RECORD EXCERPTS -
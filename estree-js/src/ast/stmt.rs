use super::expr::Expr;
use super::expr::Ident;
use super::node::decode;
use super::node::require_node_type;
use super::node::unsupported;
use super::node::Node;
use super::node::UnsupportedNode;
use super::pat::Pat;
use crate::loc::Loc;
use derive_more::derive::{From, TryInto};
use derive_visitor::{Drive, DriveMut};
use serde::Deserialize;
use serde::Deserializer;
use serde_json::Value;

// We must wrap each variant with Node<T> as otherwise we won't be able to visit Node<T> instead of just T.
#[derive(Debug, Drive, DriveMut, From, TryInto)]
pub enum Stmt {
  Block(Node<BlockStmt>),
  DoWhile(Node<DoWhileStmt>),
  Expression(Node<ExprStmt>),
  For(Node<ForStmt>),
  ForIn(Node<ForInStmt>),
  FunctionDecl(Node<FuncDecl>),
  Return(Node<ReturnStmt>),
  VarDecl(Node<VarDecl>),
  While(Node<WhileStmt>),
  Unsupported(Node<UnsupportedNode>),
}

impl Stmt {
  /// The ESTree `type` of this statement.
  pub fn kind(&self) -> &str {
    match self {
      Stmt::Block(_) => "BlockStatement",
      Stmt::DoWhile(_) => "DoWhileStatement",
      Stmt::Expression(_) => "ExpressionStatement",
      Stmt::For(_) => "ForStatement",
      Stmt::ForIn(_) => "ForInStatement",
      Stmt::FunctionDecl(_) => "FunctionDeclaration",
      Stmt::Return(_) => "ReturnStatement",
      Stmt::VarDecl(_) => "VariableDeclaration",
      Stmt::While(_) => "WhileStatement",
      Stmt::Unsupported(n) => &n.stx.kind,
    }
  }

  pub fn loc(&self) -> Loc {
    match self {
      Stmt::Block(n) => n.loc,
      Stmt::DoWhile(n) => n.loc,
      Stmt::Expression(n) => n.loc,
      Stmt::For(n) => n.loc,
      Stmt::ForIn(n) => n.loc,
      Stmt::FunctionDecl(n) => n.loc,
      Stmt::Return(n) => n.loc,
      Stmt::VarDecl(n) => n.loc,
      Stmt::While(n) => n.loc,
      Stmt::Unsupported(n) => n.loc,
    }
  }
}

impl<'de> Deserialize<'de> for Stmt {
  fn deserialize<D: Deserializer<'de>>(deserializer: D) -> Result<Self, D::Error> {
    let value = Value::deserialize(deserializer)?;
    let kind = require_node_type::<D::Error>(&value)?;
    Ok(match kind.as_str() {
      "BlockStatement" => Stmt::Block(decode::<_, D::Error>(value)?),
      "DoWhileStatement" => Stmt::DoWhile(decode::<_, D::Error>(value)?),
      "ExpressionStatement" => Stmt::Expression(decode::<_, D::Error>(value)?),
      "ForStatement" => Stmt::For(decode::<_, D::Error>(value)?),
      "ForInStatement" => Stmt::ForIn(decode::<_, D::Error>(value)?),
      "FunctionDeclaration" => Stmt::FunctionDecl(decode::<_, D::Error>(value)?),
      "ReturnStatement" => Stmt::Return(decode::<_, D::Error>(value)?),
      "VariableDeclaration" => Stmt::VarDecl(decode::<_, D::Error>(value)?),
      "WhileStatement" => Stmt::While(decode::<_, D::Error>(value)?),
      _ => Stmt::Unsupported(unsupported(kind, &value)),
    })
  }
}

#[derive(Debug, Drive, DriveMut, Deserialize)]
pub struct BlockStmt {
  pub body: Vec<Stmt>,
}

#[derive(Debug, Drive, DriveMut, Deserialize)]
pub struct DoWhileStmt {
  pub body: Stmt,
  pub test: Expr,
}

#[derive(Debug, Drive, DriveMut, Deserialize)]
pub struct ExprStmt {
  pub expression: Expr,
}

#[derive(Debug, Drive, DriveMut, Deserialize)]
pub struct ForStmt {
  pub init: Option<ForInit>,
  pub test: Option<Expr>,
  pub update: Option<Expr>,
  pub body: Stmt,
}

#[derive(Debug, Drive, DriveMut, Deserialize)]
pub struct ForInStmt {
  pub left: ForInLeft,
  pub right: Expr,
  pub body: Stmt,
}

#[derive(Debug, Drive, DriveMut, Deserialize)]
pub struct WhileStmt {
  pub test: Expr,
  pub body: Stmt,
}

#[derive(Debug, Drive, DriveMut, Deserialize)]
pub struct ReturnStmt {
  pub argument: Option<Expr>,
}

#[derive(Clone, Copy, Debug, PartialEq, Eq, Deserialize)]
#[serde(rename_all = "lowercase")]
pub enum VarDeclKind {
  Var,
  Let,
  Const,
}

#[derive(Debug, Drive, DriveMut, Deserialize)]
pub struct VarDecl {
  #[drive(skip)]
  pub kind: VarDeclKind,
  pub declarations: Vec<Node<VarDeclarator>>,
}

#[derive(Debug, Drive, DriveMut, Deserialize)]
pub struct VarDeclarator {
  pub id: Pat,
  pub init: Option<Expr>,
}

#[derive(Debug, Drive, DriveMut, Deserialize)]
pub struct FuncDecl {
  // Only absent for `export default function () {}`.
  pub id: Option<Node<Ident>>,
  pub params: Vec<Pat>,
  pub body: FuncBody,
  // Pre-ES6 esprima reported default values in a parallel array instead of
  // as `AssignmentPattern` params.
  #[serde(default)]
  pub defaults: Vec<Option<Expr>>,
  #[drive(skip)]
  #[serde(default)]
  pub generator: bool,
  #[drive(skip)]
  #[serde(default, rename = "async")]
  pub is_async: bool,
}

#[derive(Debug, Drive, DriveMut, From, TryInto)]
pub enum FuncBody {
  Block(Node<BlockStmt>),
  Expression(Expr),
}

impl<'de> Deserialize<'de> for FuncBody {
  fn deserialize<D: Deserializer<'de>>(deserializer: D) -> Result<Self, D::Error> {
    let value = Value::deserialize(deserializer)?;
    Ok(match require_node_type::<D::Error>(&value)?.as_str() {
      "BlockStatement" => FuncBody::Block(decode::<_, D::Error>(value)?),
      _ => FuncBody::Expression(decode::<_, D::Error>(value)?),
    })
  }
}

#[derive(Debug, Drive, DriveMut, From, TryInto)]
pub enum ForInLeft {
  Decl(Node<VarDecl>),
  Target(Expr),
}

impl<'de> Deserialize<'de> for ForInLeft {
  fn deserialize<D: Deserializer<'de>>(deserializer: D) -> Result<Self, D::Error> {
    let value = Value::deserialize(deserializer)?;
    Ok(match require_node_type::<D::Error>(&value)?.as_str() {
      "VariableDeclaration" => ForInLeft::Decl(decode::<_, D::Error>(value)?),
      _ => ForInLeft::Target(decode::<_, D::Error>(value)?),
    })
  }
}

#[derive(Debug, Drive, DriveMut, From, TryInto)]
pub enum ForInit {
  Decl(Node<VarDecl>),
  Expression(Expr),
}

impl<'de> Deserialize<'de> for ForInit {
  fn deserialize<D: Deserializer<'de>>(deserializer: D) -> Result<Self, D::Error> {
    let value = Value::deserialize(deserializer)?;
    Ok(match require_node_type::<D::Error>(&value)?.as_str() {
      "VariableDeclaration" => ForInit::Decl(decode::<_, D::Error>(value)?),
      _ => ForInit::Expression(decode::<_, D::Error>(value)?),
    })
  }
}
use crate::loc::Loc;
use diagnostics::Diagnostic;
use diagnostics::FileId;
use diagnostics::Span;
use diagnostics::TextRange;
use std::error::Error;
use std::fmt;
use std::fmt::Display;
use std::fmt::Formatter;

/// Failure to turn producer output into a syntax tree.
///
/// Diagnostic codes:
/// - `INPUT0001`: [`LoadError::Json`]
/// - `INPUT0002`: [`LoadError::NotAProgram`]
#[derive(Clone, Debug, PartialEq, Eq)]
pub enum LoadError {
  /// The input is not JSON, or a modelled node is missing required fields.
  /// `line`/`column` point into the JSON text and are zero when the error
  /// came from an already-parsed value.
  Json {
    message: String,
    line: usize,
    column: usize,
  },
  /// The root node is not an ESTree `Program`.
  NotAProgram { found: Option<String>, loc: Loc },
}

pub type LoadResult<T> = Result<T, LoadError>;

impl LoadError {
  pub(crate) fn from_json(err: serde_json::Error) -> LoadError {
    LoadError::Json {
      message: err.to_string(),
      line: err.line(),
      column: err.column(),
    }
  }

  pub fn code(&self) -> &'static str {
    match self {
      LoadError::Json { .. } => "INPUT0001",
      LoadError::NotAProgram { .. } => "INPUT0002",
    }
  }

  pub fn to_diagnostic(&self, file: FileId) -> Diagnostic {
    match self {
      LoadError::Json { line, column, .. } => {
        let mut diagnostic = Diagnostic::error(
          self.code(),
          self.to_string(),
          Span::new(file, TextRange::new(0, 0)),
        );
        if *line > 0 {
          diagnostic = diagnostic.with_note(format!("at JSON line {line}, column {column}"));
        }
        diagnostic
      }
      LoadError::NotAProgram { loc, .. } => {
        Diagnostic::error(self.code(), self.to_string(), loc.to_span(file))
      }
    }
  }
}

impl Display for LoadError {
  fn fmt(&self, f: &mut Formatter<'_>) -> fmt::Result {
    match self {
      LoadError::Json { message, .. } => write!(f, "malformed ESTree input: {message}"),
      LoadError::NotAProgram { found: Some(kind), .. } => {
        write!(f, "expected a Program node at the root, found {kind}")
      }
      LoadError::NotAProgram { found: None, .. } => {
        write!(f, "expected a Program node at the root")
      }
    }
  }
}

impl Error for LoadError {}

WORK ORDER - Please copy every line of the data that carries the string "enum".

ANSWER SECTION -
pub enum Stmt {
pub enum VarDeclKind {
pub enum FuncBody {
pub enum ForInLeft {
pub enum ForInit {
pub enum LoadError {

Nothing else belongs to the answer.